(Data entries)
+===+
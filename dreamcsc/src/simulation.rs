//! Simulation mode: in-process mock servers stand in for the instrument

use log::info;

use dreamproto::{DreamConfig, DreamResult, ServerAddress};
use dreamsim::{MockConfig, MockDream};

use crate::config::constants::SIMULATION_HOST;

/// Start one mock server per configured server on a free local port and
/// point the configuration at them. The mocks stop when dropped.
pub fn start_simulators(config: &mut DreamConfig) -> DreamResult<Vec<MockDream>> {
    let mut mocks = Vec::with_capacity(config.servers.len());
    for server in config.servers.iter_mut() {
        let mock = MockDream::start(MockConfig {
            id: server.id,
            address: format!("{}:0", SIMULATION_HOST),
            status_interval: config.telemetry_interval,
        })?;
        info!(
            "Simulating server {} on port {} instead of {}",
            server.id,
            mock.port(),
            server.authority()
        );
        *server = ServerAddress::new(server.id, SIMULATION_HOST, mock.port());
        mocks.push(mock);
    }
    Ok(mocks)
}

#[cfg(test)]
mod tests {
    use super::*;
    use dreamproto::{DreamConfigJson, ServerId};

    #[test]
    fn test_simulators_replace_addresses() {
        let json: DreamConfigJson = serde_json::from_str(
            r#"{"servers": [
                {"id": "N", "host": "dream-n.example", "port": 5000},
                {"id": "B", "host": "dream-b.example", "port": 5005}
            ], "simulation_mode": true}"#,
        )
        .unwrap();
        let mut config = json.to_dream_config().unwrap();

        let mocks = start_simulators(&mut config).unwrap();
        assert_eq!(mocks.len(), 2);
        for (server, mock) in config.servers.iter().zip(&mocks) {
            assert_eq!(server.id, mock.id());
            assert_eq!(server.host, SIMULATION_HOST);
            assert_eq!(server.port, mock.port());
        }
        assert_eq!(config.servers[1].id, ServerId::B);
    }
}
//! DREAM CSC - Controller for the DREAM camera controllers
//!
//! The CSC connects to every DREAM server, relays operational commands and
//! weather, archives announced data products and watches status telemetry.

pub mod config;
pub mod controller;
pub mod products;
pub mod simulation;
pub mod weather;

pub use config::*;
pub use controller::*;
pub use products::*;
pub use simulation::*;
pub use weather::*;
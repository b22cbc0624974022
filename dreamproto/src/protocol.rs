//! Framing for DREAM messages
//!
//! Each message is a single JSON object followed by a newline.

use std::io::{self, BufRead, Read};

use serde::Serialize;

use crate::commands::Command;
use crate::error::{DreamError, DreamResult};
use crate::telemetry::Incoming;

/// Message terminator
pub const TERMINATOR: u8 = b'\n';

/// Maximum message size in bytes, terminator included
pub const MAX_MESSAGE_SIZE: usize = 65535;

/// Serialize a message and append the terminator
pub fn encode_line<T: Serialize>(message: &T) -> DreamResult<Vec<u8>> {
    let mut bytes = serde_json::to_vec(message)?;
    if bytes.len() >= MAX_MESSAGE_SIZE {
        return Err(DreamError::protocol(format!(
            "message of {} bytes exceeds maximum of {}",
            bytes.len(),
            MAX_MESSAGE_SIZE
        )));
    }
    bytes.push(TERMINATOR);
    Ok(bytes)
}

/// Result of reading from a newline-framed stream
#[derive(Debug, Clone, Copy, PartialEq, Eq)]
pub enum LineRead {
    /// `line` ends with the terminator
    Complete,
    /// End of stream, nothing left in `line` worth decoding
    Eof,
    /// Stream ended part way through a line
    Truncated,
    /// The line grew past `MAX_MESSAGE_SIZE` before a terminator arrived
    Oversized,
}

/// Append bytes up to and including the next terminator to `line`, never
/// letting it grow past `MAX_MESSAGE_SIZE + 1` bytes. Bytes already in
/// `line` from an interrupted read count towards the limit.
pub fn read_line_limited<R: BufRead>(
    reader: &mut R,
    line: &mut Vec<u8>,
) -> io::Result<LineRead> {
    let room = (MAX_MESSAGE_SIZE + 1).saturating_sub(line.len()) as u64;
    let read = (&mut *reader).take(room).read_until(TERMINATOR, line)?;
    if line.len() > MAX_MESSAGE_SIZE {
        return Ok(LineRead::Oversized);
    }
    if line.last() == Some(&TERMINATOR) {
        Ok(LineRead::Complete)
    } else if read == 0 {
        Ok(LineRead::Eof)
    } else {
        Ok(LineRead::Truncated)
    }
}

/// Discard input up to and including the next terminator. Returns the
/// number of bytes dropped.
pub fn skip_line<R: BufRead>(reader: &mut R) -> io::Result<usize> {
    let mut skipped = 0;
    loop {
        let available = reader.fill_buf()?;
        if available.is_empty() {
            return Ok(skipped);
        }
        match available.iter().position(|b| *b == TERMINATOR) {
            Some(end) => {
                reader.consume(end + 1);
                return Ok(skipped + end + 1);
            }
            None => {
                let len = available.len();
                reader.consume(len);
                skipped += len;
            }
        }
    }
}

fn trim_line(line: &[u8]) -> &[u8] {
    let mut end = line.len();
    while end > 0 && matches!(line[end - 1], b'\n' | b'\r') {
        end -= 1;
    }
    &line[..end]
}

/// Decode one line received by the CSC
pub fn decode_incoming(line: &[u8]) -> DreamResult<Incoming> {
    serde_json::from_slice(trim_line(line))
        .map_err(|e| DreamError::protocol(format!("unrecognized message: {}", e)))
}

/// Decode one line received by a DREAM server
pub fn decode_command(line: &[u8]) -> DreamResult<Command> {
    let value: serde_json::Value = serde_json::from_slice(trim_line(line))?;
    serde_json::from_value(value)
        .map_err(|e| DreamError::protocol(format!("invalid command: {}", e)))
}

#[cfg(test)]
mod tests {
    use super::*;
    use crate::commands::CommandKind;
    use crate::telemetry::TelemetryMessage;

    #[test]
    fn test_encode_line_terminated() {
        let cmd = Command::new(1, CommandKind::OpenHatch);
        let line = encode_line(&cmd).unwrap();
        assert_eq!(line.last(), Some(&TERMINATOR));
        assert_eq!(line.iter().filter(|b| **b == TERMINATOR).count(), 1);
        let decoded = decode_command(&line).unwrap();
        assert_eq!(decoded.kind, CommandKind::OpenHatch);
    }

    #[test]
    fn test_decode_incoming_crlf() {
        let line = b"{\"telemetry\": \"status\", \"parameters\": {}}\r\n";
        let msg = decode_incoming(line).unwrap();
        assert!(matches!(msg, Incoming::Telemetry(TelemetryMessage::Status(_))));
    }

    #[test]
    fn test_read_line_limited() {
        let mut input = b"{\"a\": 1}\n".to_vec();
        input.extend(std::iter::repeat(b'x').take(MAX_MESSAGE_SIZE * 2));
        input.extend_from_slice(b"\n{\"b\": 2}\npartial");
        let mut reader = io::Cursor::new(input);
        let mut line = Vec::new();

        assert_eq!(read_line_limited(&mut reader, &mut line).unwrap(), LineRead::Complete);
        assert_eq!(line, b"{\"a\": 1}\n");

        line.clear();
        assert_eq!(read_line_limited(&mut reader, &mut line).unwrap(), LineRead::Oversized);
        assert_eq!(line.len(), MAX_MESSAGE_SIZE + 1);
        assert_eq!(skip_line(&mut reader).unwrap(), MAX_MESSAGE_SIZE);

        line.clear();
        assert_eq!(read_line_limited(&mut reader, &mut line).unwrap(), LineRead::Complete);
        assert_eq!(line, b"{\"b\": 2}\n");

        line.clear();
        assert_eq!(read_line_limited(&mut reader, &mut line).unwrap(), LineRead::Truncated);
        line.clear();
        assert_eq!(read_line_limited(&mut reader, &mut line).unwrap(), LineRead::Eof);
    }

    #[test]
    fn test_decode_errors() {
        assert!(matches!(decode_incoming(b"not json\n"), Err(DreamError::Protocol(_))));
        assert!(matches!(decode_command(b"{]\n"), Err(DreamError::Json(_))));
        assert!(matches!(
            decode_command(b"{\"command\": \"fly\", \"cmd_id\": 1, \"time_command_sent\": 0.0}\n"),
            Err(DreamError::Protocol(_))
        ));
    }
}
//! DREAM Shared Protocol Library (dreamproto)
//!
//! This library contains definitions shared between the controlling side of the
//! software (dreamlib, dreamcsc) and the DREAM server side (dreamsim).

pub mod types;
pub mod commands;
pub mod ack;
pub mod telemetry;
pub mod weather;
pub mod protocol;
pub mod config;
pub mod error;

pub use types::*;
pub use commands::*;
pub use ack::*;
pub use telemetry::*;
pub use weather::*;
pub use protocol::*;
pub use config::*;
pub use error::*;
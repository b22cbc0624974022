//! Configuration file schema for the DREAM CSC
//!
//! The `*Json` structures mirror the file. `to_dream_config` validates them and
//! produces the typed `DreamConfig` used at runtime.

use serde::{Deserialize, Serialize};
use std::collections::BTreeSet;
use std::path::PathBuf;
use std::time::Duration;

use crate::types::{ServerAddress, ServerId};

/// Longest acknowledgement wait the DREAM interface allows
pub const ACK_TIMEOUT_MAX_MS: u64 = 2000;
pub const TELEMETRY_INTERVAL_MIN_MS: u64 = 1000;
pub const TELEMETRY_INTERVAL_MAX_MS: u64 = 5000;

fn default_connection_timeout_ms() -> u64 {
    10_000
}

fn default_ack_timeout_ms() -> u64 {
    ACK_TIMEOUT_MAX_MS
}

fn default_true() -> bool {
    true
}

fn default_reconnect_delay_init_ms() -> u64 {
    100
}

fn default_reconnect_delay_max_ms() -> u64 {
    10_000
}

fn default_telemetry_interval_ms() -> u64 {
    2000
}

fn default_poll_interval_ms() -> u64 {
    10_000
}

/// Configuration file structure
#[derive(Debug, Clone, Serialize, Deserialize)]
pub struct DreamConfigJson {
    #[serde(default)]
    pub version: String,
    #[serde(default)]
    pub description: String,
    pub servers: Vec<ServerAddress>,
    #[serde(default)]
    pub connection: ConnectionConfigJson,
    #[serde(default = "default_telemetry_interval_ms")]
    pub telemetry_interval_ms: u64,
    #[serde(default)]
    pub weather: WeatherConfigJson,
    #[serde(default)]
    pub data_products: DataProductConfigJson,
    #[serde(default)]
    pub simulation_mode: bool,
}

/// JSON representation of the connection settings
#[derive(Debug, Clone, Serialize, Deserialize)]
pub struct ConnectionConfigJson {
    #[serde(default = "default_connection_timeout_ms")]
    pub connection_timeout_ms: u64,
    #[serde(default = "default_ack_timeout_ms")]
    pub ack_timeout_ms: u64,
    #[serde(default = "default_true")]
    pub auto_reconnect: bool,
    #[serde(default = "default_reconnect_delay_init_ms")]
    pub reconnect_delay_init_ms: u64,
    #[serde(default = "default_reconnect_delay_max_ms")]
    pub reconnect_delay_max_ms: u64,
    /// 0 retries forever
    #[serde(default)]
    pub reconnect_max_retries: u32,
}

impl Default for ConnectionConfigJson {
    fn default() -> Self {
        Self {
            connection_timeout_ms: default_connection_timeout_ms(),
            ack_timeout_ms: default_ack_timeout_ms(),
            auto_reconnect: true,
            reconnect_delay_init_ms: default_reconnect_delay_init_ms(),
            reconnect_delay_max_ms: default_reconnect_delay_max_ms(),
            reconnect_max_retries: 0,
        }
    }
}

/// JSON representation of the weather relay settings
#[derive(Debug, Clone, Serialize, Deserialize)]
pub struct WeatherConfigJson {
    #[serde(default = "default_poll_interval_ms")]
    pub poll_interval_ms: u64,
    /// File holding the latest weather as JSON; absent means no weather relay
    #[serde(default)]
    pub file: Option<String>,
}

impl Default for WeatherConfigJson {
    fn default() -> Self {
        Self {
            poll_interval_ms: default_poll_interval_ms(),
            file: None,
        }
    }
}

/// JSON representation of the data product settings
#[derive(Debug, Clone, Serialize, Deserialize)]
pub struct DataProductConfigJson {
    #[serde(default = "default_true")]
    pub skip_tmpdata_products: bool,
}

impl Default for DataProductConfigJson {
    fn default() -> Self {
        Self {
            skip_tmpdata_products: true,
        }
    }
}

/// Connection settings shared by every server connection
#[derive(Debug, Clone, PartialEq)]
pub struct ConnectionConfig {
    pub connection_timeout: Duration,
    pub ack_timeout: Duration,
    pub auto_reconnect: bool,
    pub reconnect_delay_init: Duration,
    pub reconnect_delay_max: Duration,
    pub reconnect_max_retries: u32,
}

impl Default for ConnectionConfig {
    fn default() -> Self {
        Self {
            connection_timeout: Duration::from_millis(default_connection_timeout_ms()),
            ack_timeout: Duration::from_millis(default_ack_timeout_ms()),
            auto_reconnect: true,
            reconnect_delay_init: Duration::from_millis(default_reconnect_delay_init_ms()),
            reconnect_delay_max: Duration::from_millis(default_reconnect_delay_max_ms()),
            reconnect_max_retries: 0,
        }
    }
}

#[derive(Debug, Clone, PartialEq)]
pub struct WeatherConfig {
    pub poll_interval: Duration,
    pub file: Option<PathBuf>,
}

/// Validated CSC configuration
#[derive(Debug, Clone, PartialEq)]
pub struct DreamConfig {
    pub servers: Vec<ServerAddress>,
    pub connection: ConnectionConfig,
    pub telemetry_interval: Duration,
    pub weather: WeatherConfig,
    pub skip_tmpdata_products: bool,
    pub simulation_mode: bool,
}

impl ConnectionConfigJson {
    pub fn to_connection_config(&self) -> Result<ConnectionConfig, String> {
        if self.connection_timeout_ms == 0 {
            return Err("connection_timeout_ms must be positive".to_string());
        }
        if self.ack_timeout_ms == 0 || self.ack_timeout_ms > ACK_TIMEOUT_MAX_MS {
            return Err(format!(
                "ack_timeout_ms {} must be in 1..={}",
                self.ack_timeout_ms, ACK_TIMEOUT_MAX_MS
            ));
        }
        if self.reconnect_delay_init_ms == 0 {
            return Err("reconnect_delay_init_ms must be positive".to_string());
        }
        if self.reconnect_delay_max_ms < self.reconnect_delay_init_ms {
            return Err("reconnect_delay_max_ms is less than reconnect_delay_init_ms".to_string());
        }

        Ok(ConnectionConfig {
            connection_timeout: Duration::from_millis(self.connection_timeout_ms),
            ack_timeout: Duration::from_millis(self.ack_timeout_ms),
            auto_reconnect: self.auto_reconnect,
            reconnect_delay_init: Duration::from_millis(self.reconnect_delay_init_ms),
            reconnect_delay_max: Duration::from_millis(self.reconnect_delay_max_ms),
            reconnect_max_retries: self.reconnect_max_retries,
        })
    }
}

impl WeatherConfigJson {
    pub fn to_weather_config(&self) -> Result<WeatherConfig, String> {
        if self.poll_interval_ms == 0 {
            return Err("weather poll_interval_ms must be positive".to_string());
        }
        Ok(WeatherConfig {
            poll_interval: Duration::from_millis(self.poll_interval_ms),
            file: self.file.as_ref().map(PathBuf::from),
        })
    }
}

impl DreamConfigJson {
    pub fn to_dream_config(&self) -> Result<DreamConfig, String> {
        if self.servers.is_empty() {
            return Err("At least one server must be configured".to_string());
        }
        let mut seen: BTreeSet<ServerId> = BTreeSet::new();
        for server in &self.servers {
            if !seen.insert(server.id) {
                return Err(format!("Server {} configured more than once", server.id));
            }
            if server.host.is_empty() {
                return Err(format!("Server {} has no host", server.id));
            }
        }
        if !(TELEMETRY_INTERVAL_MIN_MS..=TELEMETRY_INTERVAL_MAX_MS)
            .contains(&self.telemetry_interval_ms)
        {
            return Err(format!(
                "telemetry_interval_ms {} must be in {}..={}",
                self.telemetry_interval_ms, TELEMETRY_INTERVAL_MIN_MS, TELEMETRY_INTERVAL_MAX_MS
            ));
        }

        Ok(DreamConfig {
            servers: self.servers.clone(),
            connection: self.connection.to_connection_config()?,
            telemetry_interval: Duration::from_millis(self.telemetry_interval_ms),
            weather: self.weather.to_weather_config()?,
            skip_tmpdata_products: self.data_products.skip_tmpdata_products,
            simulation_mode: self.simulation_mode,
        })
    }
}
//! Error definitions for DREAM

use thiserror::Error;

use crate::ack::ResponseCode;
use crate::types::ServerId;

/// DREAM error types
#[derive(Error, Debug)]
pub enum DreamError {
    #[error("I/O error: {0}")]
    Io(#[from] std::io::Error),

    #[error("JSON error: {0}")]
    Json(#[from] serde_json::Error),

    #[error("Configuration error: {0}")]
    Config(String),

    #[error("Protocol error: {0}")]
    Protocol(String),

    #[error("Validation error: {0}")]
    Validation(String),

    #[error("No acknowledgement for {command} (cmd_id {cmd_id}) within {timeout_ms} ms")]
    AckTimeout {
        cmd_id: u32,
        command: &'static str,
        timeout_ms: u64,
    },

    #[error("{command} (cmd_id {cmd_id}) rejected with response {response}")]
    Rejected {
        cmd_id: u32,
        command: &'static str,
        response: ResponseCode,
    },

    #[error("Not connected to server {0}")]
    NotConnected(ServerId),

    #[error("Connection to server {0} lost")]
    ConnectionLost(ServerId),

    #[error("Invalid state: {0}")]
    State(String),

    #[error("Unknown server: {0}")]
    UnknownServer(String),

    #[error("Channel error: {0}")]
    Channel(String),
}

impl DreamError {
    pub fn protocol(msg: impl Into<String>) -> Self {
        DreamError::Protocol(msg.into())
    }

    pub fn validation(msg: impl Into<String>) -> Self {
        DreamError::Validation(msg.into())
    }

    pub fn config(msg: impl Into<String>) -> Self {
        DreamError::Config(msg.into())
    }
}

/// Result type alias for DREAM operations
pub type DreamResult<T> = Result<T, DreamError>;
+===+
● HOW TO COMPLETE THIS TASK
Lines above with "TelemetryMessage" in them are the ones to copy.

● ANSWER SPACE
    use crate::telemetry::TelemetryMessage;
        assert!(matches!(msg, Incoming::Telemetry(TelemetryMessage::Status(_))));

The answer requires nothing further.